[Start of section]

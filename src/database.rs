use crate::models::{Coordinates, Listing, Run, RunStatus, UpsertOutcome};
use anyhow::Result;
use chrono::{DateTime, Utc};
use rusqlite::types::Value;
use rusqlite::{params, params_from_iter, Connection, OptionalExtension, TransactionBehavior};
use uuid::Uuid;

/// Filters for the query surface consumed by the map/export layers.
#[derive(Debug, Default, Clone)]
pub struct ListingFilter {
    pub keyword: Option<String>,
    pub city: Option<String>,
    pub min_price: Option<f64>,
    pub max_price: Option<f64>,
}

pub struct Database {
    conn: Connection,
}

impl Database {
    pub fn new(path: &str) -> Result<Self> {
        let conn = Connection::open(path)?;
        let db = Database { conn };
        db.init_schema()?;
        Ok(db)
    }

    pub fn open_in_memory() -> Result<Self> {
        let conn = Connection::open_in_memory()?;
        let db = Database { conn };
        db.init_schema()?;
        Ok(db)
    }

    fn init_schema(&self) -> Result<()> {
        self.conn.execute(
            "CREATE TABLE IF NOT EXISTS listings (
                identity TEXT PRIMARY KEY,
                title TEXT NOT NULL,
                price REAL,
                postal_code TEXT NOT NULL,
                city TEXT NOT NULL,
                url TEXT NOT NULL,
                latitude REAL,
                longitude REAL,
                scraped_at TEXT NOT NULL
            )",
            [],
        )?;

        self.conn.execute(
            "CREATE TABLE IF NOT EXISTS listing_keywords (
                identity TEXT NOT NULL,
                keyword TEXT NOT NULL,
                PRIMARY KEY (identity, keyword)
            )",
            [],
        )?;

        self.conn.execute(
            "CREATE TABLE IF NOT EXISTS runs (
                id TEXT PRIMARY KEY,
                keyword TEXT NOT NULL,
                max_pages INTEGER NOT NULL,
                pages_fetched INTEGER NOT NULL,
                found INTEGER NOT NULL,
                new_count INTEGER NOT NULL,
                duplicate_count INTEGER NOT NULL,
                geocode_failed INTEGER NOT NULL,
                fetch_failed INTEGER NOT NULL,
                status TEXT NOT NULL,
                started_at TEXT NOT NULL,
                finished_at TEXT
            )",
            [],
        )?;

        self.conn.execute(
            "CREATE TABLE IF NOT EXISTS geocode_cache (
                postal_code TEXT NOT NULL,
                city TEXT NOT NULL,
                latitude REAL NOT NULL,
                longitude REAL NOT NULL,
                resolved_at TEXT NOT NULL,
                PRIMARY KEY (postal_code, city)
            )",
            [],
        )?;

        self.conn.execute(
            "CREATE INDEX IF NOT EXISTS idx_listings_city ON listings(city)",
            [],
        )?;
        self.conn.execute(
            "CREATE INDEX IF NOT EXISTS idx_keywords_keyword ON listing_keywords(keyword)",
            [],
        )?;

        Ok(())
    }

    /// Insert-or-update keyed by identity. Runs in one IMMEDIATE
    /// transaction so concurrent runs observing the same ad cannot race
    /// into duplicate rows. Coordinates are merged with COALESCE, so a
    /// value once set is never cleared; `scraped_at` is refreshed only
    /// when the price changed.
    pub fn upsert_listing(&mut self, listing: &Listing) -> Result<UpsertOutcome> {
        let tx = self
            .conn
            .transaction_with_behavior(TransactionBehavior::Immediate)?;

        let existed: bool = tx.query_row(
            "SELECT EXISTS(SELECT 1 FROM listings WHERE identity = ?1)",
            params![listing.identity],
            |row| row.get(0),
        )?;

        let (latitude, longitude) = match listing.coordinates {
            Some(c) => (Some(c.latitude), Some(c.longitude)),
            None => (None, None),
        };

        let changed = tx.execute(
            "INSERT INTO listings (
                identity, title, price, postal_code, city, url,
                latitude, longitude, scraped_at
            ) VALUES (?1, ?2, ?3, ?4, ?5, ?6, ?7, ?8, ?9)
            ON CONFLICT(identity) DO UPDATE SET
                price = excluded.price,
                latitude = COALESCE(listings.latitude, excluded.latitude),
                longitude = COALESCE(listings.longitude, excluded.longitude),
                scraped_at = CASE
                    WHEN listings.price IS NOT excluded.price THEN excluded.scraped_at
                    ELSE listings.scraped_at
                END
            WHERE listings.price IS NOT excluded.price
               OR (listings.latitude IS NULL AND excluded.latitude IS NOT NULL)",
            params![
                listing.identity,
                listing.title,
                listing.price,
                listing.postal_code,
                listing.city,
                listing.url,
                latitude,
                longitude,
                listing.scraped_at,
            ],
        )?;

        tx.commit()?;

        Ok(match (existed, changed) {
            (false, _) => UpsertOutcome::Created,
            (true, 0) => UpsertOutcome::Unchanged,
            (true, _) => UpsertOutcome::Updated,
        })
    }

    pub fn listing_exists(&self, identity: &str) -> Result<bool> {
        let exists: bool = self.conn.query_row(
            "SELECT EXISTS(SELECT 1 FROM listings WHERE identity = ?1)",
            params![identity],
            |row| row.get(0),
        )?;
        Ok(exists)
    }

    pub fn get_listing(&self, identity: &str) -> Result<Option<Listing>> {
        let listing = self
            .conn
            .query_row(
                "SELECT identity, title, price, postal_code, city, url,
                        latitude, longitude, scraped_at
                 FROM listings WHERE identity = ?1",
                params![identity],
                Self::row_to_listing,
            )
            .optional()?;
        Ok(listing)
    }

    /// Records that a keyword matched this identity. A listing can be
    /// associated with any number of keywords across runs.
    pub fn associate_keyword(&self, identity: &str, keyword: &str) -> Result<()> {
        self.conn.execute(
            "INSERT OR IGNORE INTO listing_keywords (identity, keyword) VALUES (?1, ?2)",
            params![identity, keyword],
        )?;
        Ok(())
    }

    pub fn query_listings(&self, filter: &ListingFilter) -> Result<Vec<Listing>> {
        let mut sql = String::from(
            "SELECT identity, title, price, postal_code, city, url,
                    latitude, longitude, scraped_at
             FROM listings WHERE 1=1",
        );
        let mut values: Vec<Value> = Vec::new();

        if let Some(keyword) = &filter.keyword {
            sql.push_str(
                " AND EXISTS(SELECT 1 FROM listing_keywords lk
                     WHERE lk.identity = listings.identity AND lk.keyword = ?)",
            );
            values.push(Value::Text(keyword.clone()));
        }
        if let Some(city) = &filter.city {
            sql.push_str(" AND LOWER(city) = LOWER(?)");
            values.push(Value::Text(city.clone()));
        }
        if let Some(min_price) = filter.min_price {
            sql.push_str(" AND price IS NOT NULL AND price >= ?");
            values.push(Value::Real(min_price));
        }
        if let Some(max_price) = filter.max_price {
            sql.push_str(" AND price IS NOT NULL AND price <= ?");
            values.push(Value::Real(max_price));
        }
        sql.push_str(" ORDER BY scraped_at DESC");

        let mut stmt = self.conn.prepare(&sql)?;
        let listings = stmt
            .query_map(params_from_iter(values.iter()), Self::row_to_listing)?
            .collect::<Result<Vec<_>, _>>()?;
        Ok(listings)
    }

    fn row_to_listing(row: &rusqlite::Row<'_>) -> rusqlite::Result<Listing> {
        let latitude: Option<f64> = row.get(6)?;
        let longitude: Option<f64> = row.get(7)?;
        let coordinates = match (latitude, longitude) {
            (Some(latitude), Some(longitude)) => Some(Coordinates {
                latitude,
                longitude,
            }),
            _ => None,
        };
        Ok(Listing {
            identity: row.get(0)?,
            title: row.get(1)?,
            price: row.get(2)?,
            postal_code: row.get(3)?,
            city: row.get(4)?,
            url: row.get(5)?,
            coordinates,
            scraped_at: row.get(8)?,
        })
    }

    pub fn insert_run(&self, run: &Run) -> Result<()> {
        self.conn.execute(
            "INSERT INTO runs (
                id, keyword, max_pages, pages_fetched, found, new_count,
                duplicate_count, geocode_failed, fetch_failed, status,
                started_at, finished_at
            ) VALUES (?1, ?2, ?3, ?4, ?5, ?6, ?7, ?8, ?9, ?10, ?11, ?12)",
            params![
                run.id.to_string(),
                run.keyword,
                run.max_pages,
                run.pages_fetched,
                run.found,
                run.new,
                run.duplicate,
                run.geocode_failed,
                run.fetch_failed,
                run.status.as_str(),
                run.started_at,
                run.finished_at,
            ],
        )?;
        Ok(())
    }

    pub fn update_run(&self, run: &Run) -> Result<()> {
        self.conn.execute(
            "UPDATE runs SET
                pages_fetched = ?2, found = ?3, new_count = ?4,
                duplicate_count = ?5, geocode_failed = ?6, fetch_failed = ?7,
                status = ?8, finished_at = ?9
             WHERE id = ?1",
            params![
                run.id.to_string(),
                run.pages_fetched,
                run.found,
                run.new,
                run.duplicate,
                run.geocode_failed,
                run.fetch_failed,
                run.status.as_str(),
                run.finished_at,
            ],
        )?;
        Ok(())
    }

    pub fn get_run(&self, id: &Uuid) -> Result<Option<Run>> {
        let run = self
            .conn
            .query_row(
                "SELECT id, keyword, max_pages, pages_fetched, found, new_count,
                        duplicate_count, geocode_failed, fetch_failed, status,
                        started_at, finished_at
                 FROM runs WHERE id = ?1",
                params![id.to_string()],
                Self::row_to_run,
            )
            .optional()?;
        Ok(run)
    }

    pub fn recent_runs(&self, limit: u32) -> Result<Vec<Run>> {
        let mut stmt = self.conn.prepare(
            "SELECT id, keyword, max_pages, pages_fetched, found, new_count,
                    duplicate_count, geocode_failed, fetch_failed, status,
                    started_at, finished_at
             FROM runs ORDER BY started_at DESC LIMIT ?1",
        )?;
        let runs = stmt
            .query_map(params![limit], Self::row_to_run)?
            .collect::<Result<Vec<_>, _>>()?;
        Ok(runs)
    }

    fn row_to_run(row: &rusqlite::Row<'_>) -> rusqlite::Result<Run> {
        let id: String = row.get(0)?;
        let status: String = row.get(9)?;
        Ok(Run {
            id: Uuid::parse_str(&id).unwrap_or_default(),
            keyword: row.get(1)?,
            max_pages: row.get(2)?,
            pages_fetched: row.get(3)?,
            found: row.get(4)?,
            new: row.get(5)?,
            duplicate: row.get(6)?,
            geocode_failed: row.get(7)?,
            fetch_failed: row.get(8)?,
            status: RunStatus::from_str(&status),
            started_at: row.get(10)?,
            finished_at: row.get(11)?,
        })
    }

    /// Geocode cache lookup. Keys are normalized by the geocoder before
    /// they reach the store.
    pub fn cached_coordinates(
        &self,
        postal_code: &str,
        city: &str,
    ) -> Result<Option<Coordinates>> {
        let coords = self
            .conn
            .query_row(
                "SELECT latitude, longitude FROM geocode_cache
                 WHERE postal_code = ?1 AND city = ?2",
                params![postal_code, city],
                |row| {
                    Ok(Coordinates {
                        latitude: row.get(0)?,
                        longitude: row.get(1)?,
                    })
                },
            )
            .optional()?;
        Ok(coords)
    }

    pub fn cache_coordinates(
        &self,
        postal_code: &str,
        city: &str,
        coordinates: Coordinates,
    ) -> Result<()> {
        let resolved_at: DateTime<Utc> = Utc::now();
        self.conn.execute(
            "INSERT OR REPLACE INTO geocode_cache
                (postal_code, city, latitude, longitude, resolved_at)
             VALUES (?1, ?2, ?3, ?4, ?5)",
            params![
                postal_code,
                city,
                coordinates.latitude,
                coordinates.longitude,
                resolved_at,
            ],
        )?;
        Ok(())
    }
}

[End of section]

ABOUT THIS TASK = Copy out all lines from the records where the word "Some" appears.

RESULT OF THIS TASK =
            Some(c) => (Some(c.latitude), Some(c.longitude)),
        if let Some(keyword) = &filter.keyword {
        if let Some(city) = &filter.city {
        if let Some(min_price) = filter.min_price {
        if let Some(max_price) = filter.max_price {
            (Some(latitude), Some(longitude)) => Some(Coordinates {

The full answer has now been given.